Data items
::::::::

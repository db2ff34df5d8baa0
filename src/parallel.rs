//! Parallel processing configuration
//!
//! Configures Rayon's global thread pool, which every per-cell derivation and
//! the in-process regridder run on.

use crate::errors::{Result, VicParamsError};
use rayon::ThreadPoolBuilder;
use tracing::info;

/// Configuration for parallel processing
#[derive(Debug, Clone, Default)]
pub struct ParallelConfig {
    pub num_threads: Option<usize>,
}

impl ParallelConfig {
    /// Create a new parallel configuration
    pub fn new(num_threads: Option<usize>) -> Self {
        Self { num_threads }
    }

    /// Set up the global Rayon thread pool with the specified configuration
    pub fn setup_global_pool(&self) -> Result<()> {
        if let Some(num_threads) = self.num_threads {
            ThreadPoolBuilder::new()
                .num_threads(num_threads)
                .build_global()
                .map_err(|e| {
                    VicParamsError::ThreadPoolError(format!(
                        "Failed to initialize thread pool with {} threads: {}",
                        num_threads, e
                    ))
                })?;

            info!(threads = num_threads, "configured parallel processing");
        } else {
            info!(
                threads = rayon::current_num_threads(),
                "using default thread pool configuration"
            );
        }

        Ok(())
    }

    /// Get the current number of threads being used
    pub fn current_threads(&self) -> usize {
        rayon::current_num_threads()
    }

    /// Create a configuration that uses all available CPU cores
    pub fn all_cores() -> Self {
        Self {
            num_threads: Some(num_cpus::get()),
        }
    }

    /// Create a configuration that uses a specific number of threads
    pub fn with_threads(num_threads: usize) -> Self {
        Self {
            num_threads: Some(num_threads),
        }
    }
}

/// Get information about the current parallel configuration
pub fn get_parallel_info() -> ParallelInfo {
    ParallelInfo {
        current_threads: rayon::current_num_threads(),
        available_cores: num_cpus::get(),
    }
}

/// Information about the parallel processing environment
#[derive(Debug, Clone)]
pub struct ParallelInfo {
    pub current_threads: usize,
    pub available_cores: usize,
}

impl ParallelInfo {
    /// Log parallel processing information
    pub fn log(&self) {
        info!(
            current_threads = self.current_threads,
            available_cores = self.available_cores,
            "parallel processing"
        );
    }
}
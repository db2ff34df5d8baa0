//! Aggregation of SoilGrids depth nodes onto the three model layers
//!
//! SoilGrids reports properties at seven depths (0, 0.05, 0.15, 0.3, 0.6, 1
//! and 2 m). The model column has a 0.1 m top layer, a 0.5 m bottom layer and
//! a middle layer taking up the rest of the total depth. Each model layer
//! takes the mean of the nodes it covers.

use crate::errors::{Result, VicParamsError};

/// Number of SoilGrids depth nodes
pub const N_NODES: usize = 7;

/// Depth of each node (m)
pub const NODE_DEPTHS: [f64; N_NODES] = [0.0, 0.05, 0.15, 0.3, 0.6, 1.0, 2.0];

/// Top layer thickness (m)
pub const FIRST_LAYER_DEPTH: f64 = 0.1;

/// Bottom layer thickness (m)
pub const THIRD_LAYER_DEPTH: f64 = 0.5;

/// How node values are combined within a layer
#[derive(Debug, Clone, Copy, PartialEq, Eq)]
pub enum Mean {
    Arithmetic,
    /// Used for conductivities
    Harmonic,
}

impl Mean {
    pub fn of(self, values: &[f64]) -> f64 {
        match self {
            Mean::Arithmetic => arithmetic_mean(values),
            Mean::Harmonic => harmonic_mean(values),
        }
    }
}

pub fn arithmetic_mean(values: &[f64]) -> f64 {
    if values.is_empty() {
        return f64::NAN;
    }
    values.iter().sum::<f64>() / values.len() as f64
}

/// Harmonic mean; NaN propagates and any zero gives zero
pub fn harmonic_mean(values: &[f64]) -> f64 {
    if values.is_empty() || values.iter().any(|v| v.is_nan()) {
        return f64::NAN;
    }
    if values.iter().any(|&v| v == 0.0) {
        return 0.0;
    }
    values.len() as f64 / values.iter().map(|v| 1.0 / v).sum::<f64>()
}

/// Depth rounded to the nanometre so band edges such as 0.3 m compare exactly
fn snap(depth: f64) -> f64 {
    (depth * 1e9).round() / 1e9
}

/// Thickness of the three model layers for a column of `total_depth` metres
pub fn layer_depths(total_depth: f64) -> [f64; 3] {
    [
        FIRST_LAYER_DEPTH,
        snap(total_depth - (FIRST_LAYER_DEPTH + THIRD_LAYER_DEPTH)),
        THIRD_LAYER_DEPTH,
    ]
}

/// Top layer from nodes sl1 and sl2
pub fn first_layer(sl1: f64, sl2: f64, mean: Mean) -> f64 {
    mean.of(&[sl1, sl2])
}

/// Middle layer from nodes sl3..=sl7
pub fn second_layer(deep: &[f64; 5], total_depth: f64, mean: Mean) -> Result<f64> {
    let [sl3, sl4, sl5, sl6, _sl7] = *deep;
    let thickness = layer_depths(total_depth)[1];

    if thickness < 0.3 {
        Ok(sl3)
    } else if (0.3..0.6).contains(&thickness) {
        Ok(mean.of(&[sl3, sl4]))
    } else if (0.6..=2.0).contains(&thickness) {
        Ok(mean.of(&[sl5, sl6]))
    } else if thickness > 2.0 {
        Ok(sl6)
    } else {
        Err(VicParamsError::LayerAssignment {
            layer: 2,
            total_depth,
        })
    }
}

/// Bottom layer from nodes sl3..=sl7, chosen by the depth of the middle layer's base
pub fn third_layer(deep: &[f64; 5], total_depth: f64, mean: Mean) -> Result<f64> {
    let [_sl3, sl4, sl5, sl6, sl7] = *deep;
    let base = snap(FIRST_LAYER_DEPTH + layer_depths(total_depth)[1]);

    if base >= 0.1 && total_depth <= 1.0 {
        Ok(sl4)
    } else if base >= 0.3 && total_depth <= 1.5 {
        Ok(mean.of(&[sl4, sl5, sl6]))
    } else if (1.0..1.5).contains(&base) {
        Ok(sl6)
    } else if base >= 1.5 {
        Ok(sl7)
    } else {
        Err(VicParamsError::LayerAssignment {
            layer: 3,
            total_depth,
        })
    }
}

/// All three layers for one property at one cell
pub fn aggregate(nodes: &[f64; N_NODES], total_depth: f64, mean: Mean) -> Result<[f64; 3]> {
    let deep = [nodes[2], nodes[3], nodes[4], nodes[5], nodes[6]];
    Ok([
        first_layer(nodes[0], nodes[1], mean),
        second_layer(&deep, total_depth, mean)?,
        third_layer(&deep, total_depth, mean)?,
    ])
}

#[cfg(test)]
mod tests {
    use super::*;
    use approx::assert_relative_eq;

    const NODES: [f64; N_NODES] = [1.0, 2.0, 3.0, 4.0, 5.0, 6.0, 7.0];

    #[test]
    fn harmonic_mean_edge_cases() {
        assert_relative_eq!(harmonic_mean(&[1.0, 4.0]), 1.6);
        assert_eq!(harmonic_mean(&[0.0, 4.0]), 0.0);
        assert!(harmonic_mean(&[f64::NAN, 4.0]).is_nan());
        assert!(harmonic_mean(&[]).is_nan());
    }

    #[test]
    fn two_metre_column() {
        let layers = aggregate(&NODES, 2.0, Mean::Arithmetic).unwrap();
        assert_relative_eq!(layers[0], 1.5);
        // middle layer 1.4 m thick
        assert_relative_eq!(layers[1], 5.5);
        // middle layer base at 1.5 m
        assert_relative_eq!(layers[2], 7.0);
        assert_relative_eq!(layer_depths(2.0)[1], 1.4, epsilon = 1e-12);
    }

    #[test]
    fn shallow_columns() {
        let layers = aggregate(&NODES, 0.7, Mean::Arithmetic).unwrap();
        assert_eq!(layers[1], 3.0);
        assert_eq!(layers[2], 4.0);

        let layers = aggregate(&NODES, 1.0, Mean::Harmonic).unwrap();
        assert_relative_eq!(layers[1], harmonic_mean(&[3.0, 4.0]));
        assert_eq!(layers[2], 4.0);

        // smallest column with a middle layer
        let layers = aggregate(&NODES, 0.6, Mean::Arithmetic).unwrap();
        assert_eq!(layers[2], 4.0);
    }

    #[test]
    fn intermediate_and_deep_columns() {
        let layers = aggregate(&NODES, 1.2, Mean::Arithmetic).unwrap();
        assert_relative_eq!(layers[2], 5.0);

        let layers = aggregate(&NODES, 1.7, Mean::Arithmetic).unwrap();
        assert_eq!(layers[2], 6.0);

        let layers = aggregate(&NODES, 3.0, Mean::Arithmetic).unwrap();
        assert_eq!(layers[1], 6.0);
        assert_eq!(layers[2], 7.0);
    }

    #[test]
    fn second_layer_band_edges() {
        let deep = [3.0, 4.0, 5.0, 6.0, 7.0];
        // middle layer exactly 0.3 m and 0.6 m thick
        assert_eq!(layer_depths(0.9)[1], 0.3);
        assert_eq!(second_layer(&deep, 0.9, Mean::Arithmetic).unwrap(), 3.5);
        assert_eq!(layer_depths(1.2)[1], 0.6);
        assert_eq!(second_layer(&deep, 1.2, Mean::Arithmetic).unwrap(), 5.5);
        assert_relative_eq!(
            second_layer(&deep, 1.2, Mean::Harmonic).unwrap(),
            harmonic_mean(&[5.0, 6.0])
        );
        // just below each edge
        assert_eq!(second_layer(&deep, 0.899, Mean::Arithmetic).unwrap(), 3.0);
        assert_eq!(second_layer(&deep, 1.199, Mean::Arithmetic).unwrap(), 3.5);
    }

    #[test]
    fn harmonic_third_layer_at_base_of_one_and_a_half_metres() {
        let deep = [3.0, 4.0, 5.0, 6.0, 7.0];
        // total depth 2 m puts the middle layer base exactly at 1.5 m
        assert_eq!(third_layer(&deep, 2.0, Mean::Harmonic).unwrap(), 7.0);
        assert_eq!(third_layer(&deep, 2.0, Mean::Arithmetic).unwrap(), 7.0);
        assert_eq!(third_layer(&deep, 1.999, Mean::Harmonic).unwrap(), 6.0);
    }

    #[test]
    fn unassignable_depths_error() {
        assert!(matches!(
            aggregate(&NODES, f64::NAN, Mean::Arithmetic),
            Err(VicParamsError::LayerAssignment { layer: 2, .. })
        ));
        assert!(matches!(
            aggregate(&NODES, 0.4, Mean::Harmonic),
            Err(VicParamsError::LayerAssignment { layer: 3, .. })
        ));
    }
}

::::::::

Task item:
Would you retype the lines above from the one with "available CPU cores" down to the one with "Number of SoilGrids depth nodes", word for word, both ends included and no other lines?

Exercise answer:
    /// Create a configuration that uses all available CPU cores
    pub fn all_cores() -> Self {
        Self {
            num_threads: Some(num_cpus::get()),
        }
    }

    /// Create a configuration that uses a specific number of threads
    pub fn with_threads(num_threads: usize) -> Self {
        Self {
            num_threads: Some(num_threads),
        }
    }
}

/// Get information about the current parallel configuration
pub fn get_parallel_info() -> ParallelInfo {
    ParallelInfo {
        current_threads: rayon::current_num_threads(),
        available_cores: num_cpus::get(),
    }
}

/// Information about the parallel processing environment
#[derive(Debug, Clone)]
pub struct ParallelInfo {
    pub current_threads: usize,
    pub available_cores: usize,
}

impl ParallelInfo {
    /// Log parallel processing information
    pub fn log(&self) {
        info!(
            current_threads = self.current_threads,
            available_cores = self.available_cores,
            "parallel processing"
        );
    }
}
repository db2ff34df5d8baa0
//! Aggregation of SoilGrids depth nodes onto the three model layers
//!
//! SoilGrids reports properties at seven depths (0, 0.05, 0.15, 0.3, 0.6, 1
//! and 2 m). The model column has a 0.1 m top layer, a 0.5 m bottom layer and
//! a middle layer taking up the rest of the total depth. Each model layer
//! takes the mean of the nodes it covers.

use crate::errors::{Result, VicParamsError};

/// Number of SoilGrids depth nodes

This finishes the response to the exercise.